**WHAT THIS TASK INVOLVES**
When you reach the entries below, transcribe each line word for word.

**INFORMATION PROVIDED**

=== Begin Enclosure ===

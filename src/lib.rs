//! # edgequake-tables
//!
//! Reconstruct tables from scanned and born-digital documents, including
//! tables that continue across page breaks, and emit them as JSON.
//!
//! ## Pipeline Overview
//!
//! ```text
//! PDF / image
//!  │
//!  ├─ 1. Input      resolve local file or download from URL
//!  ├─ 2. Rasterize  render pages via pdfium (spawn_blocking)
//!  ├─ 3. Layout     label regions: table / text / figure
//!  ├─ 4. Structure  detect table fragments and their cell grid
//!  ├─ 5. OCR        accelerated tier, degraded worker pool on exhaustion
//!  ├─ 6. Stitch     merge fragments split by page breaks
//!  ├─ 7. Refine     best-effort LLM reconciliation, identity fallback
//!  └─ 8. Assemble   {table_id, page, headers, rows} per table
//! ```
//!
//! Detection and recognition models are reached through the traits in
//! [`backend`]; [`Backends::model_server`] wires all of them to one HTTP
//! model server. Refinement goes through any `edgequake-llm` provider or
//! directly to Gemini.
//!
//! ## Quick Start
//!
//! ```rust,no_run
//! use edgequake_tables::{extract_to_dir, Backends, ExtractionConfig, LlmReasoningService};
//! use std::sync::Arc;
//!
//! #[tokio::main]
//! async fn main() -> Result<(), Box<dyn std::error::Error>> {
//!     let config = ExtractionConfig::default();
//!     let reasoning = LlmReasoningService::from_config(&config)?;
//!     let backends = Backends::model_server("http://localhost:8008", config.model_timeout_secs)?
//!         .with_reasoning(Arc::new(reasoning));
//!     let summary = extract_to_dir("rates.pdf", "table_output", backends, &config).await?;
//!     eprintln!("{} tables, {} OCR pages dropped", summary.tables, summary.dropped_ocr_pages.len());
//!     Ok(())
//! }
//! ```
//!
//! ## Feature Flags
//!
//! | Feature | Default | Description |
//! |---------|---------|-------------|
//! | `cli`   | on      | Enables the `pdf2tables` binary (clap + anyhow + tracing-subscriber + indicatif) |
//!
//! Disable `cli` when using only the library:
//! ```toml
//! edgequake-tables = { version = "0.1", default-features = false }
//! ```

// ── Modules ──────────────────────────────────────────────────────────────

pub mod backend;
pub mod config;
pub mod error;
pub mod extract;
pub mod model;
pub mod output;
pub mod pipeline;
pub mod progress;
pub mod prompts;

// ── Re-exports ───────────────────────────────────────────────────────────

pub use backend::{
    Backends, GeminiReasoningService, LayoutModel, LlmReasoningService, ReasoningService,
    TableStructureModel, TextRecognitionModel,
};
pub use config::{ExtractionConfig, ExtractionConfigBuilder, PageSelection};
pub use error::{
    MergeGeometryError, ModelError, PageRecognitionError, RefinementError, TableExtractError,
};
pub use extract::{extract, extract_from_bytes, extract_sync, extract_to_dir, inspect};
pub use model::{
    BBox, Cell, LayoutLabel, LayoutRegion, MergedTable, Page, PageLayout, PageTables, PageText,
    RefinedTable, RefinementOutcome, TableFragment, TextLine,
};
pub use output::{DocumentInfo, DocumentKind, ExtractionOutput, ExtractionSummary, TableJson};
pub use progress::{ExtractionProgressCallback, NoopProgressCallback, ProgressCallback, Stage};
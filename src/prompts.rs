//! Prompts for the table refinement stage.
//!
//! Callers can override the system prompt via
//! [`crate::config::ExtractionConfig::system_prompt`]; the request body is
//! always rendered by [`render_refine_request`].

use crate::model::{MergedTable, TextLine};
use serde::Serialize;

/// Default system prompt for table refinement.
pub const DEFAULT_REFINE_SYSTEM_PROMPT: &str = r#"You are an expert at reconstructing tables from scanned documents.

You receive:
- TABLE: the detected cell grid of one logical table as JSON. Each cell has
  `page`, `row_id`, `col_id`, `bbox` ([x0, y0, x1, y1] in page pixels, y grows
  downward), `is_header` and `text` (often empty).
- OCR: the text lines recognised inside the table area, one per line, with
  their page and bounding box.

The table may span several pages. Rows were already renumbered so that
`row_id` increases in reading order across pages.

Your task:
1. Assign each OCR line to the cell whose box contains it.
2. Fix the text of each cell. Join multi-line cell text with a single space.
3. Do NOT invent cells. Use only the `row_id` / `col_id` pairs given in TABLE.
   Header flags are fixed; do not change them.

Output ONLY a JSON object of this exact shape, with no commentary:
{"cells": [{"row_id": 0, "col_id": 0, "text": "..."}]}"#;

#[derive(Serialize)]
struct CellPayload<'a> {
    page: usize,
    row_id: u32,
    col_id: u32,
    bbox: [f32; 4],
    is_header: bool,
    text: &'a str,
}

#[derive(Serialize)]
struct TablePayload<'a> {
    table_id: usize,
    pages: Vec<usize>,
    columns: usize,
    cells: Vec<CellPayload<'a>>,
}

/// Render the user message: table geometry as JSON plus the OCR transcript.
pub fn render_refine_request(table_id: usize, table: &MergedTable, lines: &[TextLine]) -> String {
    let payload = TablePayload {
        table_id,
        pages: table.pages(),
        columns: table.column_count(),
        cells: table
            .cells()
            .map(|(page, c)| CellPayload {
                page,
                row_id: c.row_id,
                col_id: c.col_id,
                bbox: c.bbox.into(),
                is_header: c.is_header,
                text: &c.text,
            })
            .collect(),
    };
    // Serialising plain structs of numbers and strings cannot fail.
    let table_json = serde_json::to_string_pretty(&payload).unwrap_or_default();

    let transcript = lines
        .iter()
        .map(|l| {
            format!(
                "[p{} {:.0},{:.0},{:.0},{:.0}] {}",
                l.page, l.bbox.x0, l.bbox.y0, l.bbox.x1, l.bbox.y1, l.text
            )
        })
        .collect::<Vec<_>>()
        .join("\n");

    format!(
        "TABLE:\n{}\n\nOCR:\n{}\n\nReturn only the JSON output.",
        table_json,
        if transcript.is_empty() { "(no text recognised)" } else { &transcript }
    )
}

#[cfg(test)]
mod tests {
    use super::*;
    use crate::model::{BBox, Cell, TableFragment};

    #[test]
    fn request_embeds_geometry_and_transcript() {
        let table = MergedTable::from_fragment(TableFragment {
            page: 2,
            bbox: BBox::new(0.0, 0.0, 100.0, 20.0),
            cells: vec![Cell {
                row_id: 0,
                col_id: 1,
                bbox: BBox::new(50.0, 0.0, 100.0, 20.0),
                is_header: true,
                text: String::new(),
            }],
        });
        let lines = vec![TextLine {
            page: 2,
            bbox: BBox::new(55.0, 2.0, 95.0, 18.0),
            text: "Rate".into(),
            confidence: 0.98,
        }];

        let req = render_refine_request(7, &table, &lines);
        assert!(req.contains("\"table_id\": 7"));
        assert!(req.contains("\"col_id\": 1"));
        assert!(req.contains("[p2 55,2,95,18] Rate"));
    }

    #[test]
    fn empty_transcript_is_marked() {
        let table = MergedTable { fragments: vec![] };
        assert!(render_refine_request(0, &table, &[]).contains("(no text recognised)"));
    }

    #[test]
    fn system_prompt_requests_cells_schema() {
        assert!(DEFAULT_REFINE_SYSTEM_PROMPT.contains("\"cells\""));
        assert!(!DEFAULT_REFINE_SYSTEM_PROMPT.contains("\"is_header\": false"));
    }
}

=== End Enclosure ===

**RESULT**
filename src/lib.rs
//! # edgequake-tables
//!
//! Reconstruct tables from scanned and born-digital documents, including
//! tables that continue across page breaks, and emit them as JSON.
//!
//! ## Pipeline Overview
//!
//! ```text
//! PDF / image
//!  │
//!  ├─ 1. Input      resolve local file or download from URL
//!  ├─ 2. Rasterize  render pages via pdfium (spawn_blocking)
//!  ├─ 3. Layout     label regions: table / text / figure
//!  ├─ 4. Structure  detect table fragments and their cell grid
//!  ├─ 5. OCR        accelerated tier, degraded worker pool on exhaustion
//!  ├─ 6. Stitch     merge fragments split by page breaks
//!  ├─ 7. Refine     best-effort LLM reconciliation, identity fallback
//!  └─ 8. Assemble   {table_id, page, headers, rows} per table
//! ```
//!
//! Detection and recognition models are reached through the traits in
//! [`backend`]; [`Backends::model_server`] wires all of them to one HTTP
//! model server. Refinement goes through any `edgequake-llm` provider or
//! directly to Gemini.
//!
//! ## Quick Start
//!
//! ```rust,no_run
//! use edgequake_tables::{extract_to_dir, Backends, ExtractionConfig, LlmReasoningService};
//! use std::sync::Arc;
//!
//! #[tokio::main]
//! async fn main() -> Result<(), Box<dyn std::error::Error>> {
//!     let config = ExtractionConfig::default();
//!     let reasoning = LlmReasoningService::from_config(&config)?;
//!     let backends = Backends::model_server("http://localhost:8008", config.model_timeout_secs)?
//!         .with_reasoning(Arc::new(reasoning));
//!     let summary = extract_to_dir("rates.pdf", "table_output", backends, &config).await?;
//!     eprintln!("{} tables, {} OCR pages dropped", summary.tables, summary.dropped_ocr_pages.len());
//!     Ok(())
//! }
//! ```
//!
//! ## Feature Flags
//!
//! | Feature | Default | Description |
//! |---------|---------|-------------|
//! | `cli`   | on      | Enables the `pdf2tables` binary (clap + anyhow + tracing-subscriber + indicatif) |
//!
//! Disable `cli` when using only the library:
//! ```toml
//! edgequake-tables = { version = "0.1", default-features = false }
//! ```

// ── Modules ──────────────────────────────────────────────────────────────

pub mod backend;
pub mod config;
pub mod error;
pub mod extract;
pub mod model;
pub mod output;
pub mod pipeline;
pub mod progress;
pub mod prompts;

// ── Re-exports ───────────────────────────────────────────────────────────

pub use backend::{
    Backends, GeminiReasoningService, LayoutModel, LlmReasoningService, ReasoningService,
    TableStructureModel, TextRecognitionModel,
};
pub use config::{ExtractionConfig, ExtractionConfigBuilder, PageSelection};
pub use error::{
    MergeGeometryError, ModelError, PageRecognitionError, RefinementError, TableExtractError,
};
pub use extract::{extract, extract_from_bytes, extract_sync, extract_to_dir, inspect};
pub use model::{
    BBox, Cell, LayoutLabel, LayoutRegion, MergedTable, Page, PageLayout, PageTables, PageText,
    RefinedTable, RefinementOutcome, TableFragment, TextLine,
};
pub use output::{DocumentInfo, DocumentKind, ExtractionOutput, ExtractionSummary, TableJson};
pub use progress::{ExtractionProgressCallback, NoopProgressCallback, ProgressCallback, Stage};
filename src/prompts.rs
//! Prompts for the table refinement stage.
//!
//! Callers can override the system prompt via
//! [`crate::config::ExtractionConfig::system_prompt`]; the request body is
//! always rendered by [`render_refine_request`].

use crate::model::{MergedTable, TextLine};
use serde::Serialize;

/// Default system prompt for table refinement.
pub const DEFAULT_REFINE_SYSTEM_PROMPT: &str = r#"You are an expert at reconstructing tables from scanned documents.

You receive:
- TABLE: the detected cell grid of one logical table as JSON. Each cell has
  `page`, `row_id`, `col_id`, `bbox` ([x0, y0, x1, y1] in page pixels, y grows
  downward), `is_header` and `text` (often empty).
- OCR: the text lines recognised inside the table area, one per line, with
  their page and bounding box.

The table may span several pages. Rows were already renumbered so that
`row_id` increases in reading order across pages.

Your task:
1. Assign each OCR line to the cell whose box contains it.
2. Fix the text of each cell. Join multi-line cell text with a single space.
3. Do NOT invent cells. Use only the `row_id` / `col_id` pairs given in TABLE.
   Header flags are fixed; do not change them.

Output ONLY a JSON object of this exact shape, with no commentary:
{"cells": [{"row_id": 0, "col_id": 0, "text": "..."}]}"#;

#[derive(Serialize)]
struct CellPayload<'a> {
    page: usize,
    row_id: u32,
    col_id: u32,
    bbox: [f32; 4],
    is_header: bool,
    text: &'a str,
}

#[derive(Serialize)]
struct TablePayload<'a> {
    table_id: usize,
    pages: Vec<usize>,
    columns: usize,
    cells: Vec<CellPayload<'a>>,
}

/// Render the user message: table geometry as JSON plus the OCR transcript.
pub fn render_refine_request(table_id: usize, table: &MergedTable, lines: &[TextLine]) -> String {
    let payload = TablePayload {
        table_id,
        pages: table.pages(),
        columns: table.column_count(),
        cells: table
            .cells()
            .map(|(page, c)| CellPayload {
                page,
                row_id: c.row_id,
                col_id: c.col_id,
                bbox: c.bbox.into(),
                is_header: c.is_header,
                text: &c.text,
            })
            .collect(),
    };
    // Serialising plain structs of numbers and strings cannot fail.
    let table_json = serde_json::to_string_pretty(&payload).unwrap_or_default();

    let transcript = lines
        .iter()
        .map(|l| {
            format!(
                "[p{} {:.0},{:.0},{:.0},{:.0}] {}",
                l.page, l.bbox.x0, l.bbox.y0, l.bbox.x1, l.bbox.y1, l.text
            )
        })
        .collect::<Vec<_>>()
        .join("\n");

    format!(
        "TABLE:\n{}\n\nOCR:\n{}\n\nReturn only the JSON output.",
        table_json,
        if transcript.is_empty() { "(no text recognised)" } else { &transcript }
    )
}

#[cfg(test)]
mod tests {
    use super::*;
    use crate::model::{BBox, Cell, TableFragment};

    #[test]
    fn request_embeds_geometry_and_transcript() {
        let table = MergedTable::from_fragment(TableFragment {
            page: 2,
            bbox: BBox::new(0.0, 0.0, 100.0, 20.0),
            cells: vec![Cell {
                row_id: 0,
                col_id: 1,
                bbox: BBox::new(50.0, 0.0, 100.0, 20.0),
                is_header: true,
                text: String::new(),
            }],
        });
        let lines = vec![TextLine {
            page: 2,
            bbox: BBox::new(55.0, 2.0, 95.0, 18.0),
            text: "Rate".into(),
            confidence: 0.98,
        }];

        let req = render_refine_request(7, &table, &lines);
        assert!(req.contains("\"table_id\": 7"));
        assert!(req.contains("\"col_id\": 1"));
        assert!(req.contains("[p2 55,2,95,18] Rate"));
    }

    #[test]
    fn empty_transcript_is_marked() {
        let table = MergedTable { fragments: vec![] };
        assert!(render_refine_request(0, &table, &[]).contains("(no text recognised)"));
    }

    #[test]
    fn system_prompt_requests_cells_schema() {
        assert!(DEFAULT_REFINE_SYSTEM_PROMPT.contains("\"cells\""));
        assert!(!DEFAULT_REFINE_SYSTEM_PROMPT.contains("\"is_header\": false"));
    }
}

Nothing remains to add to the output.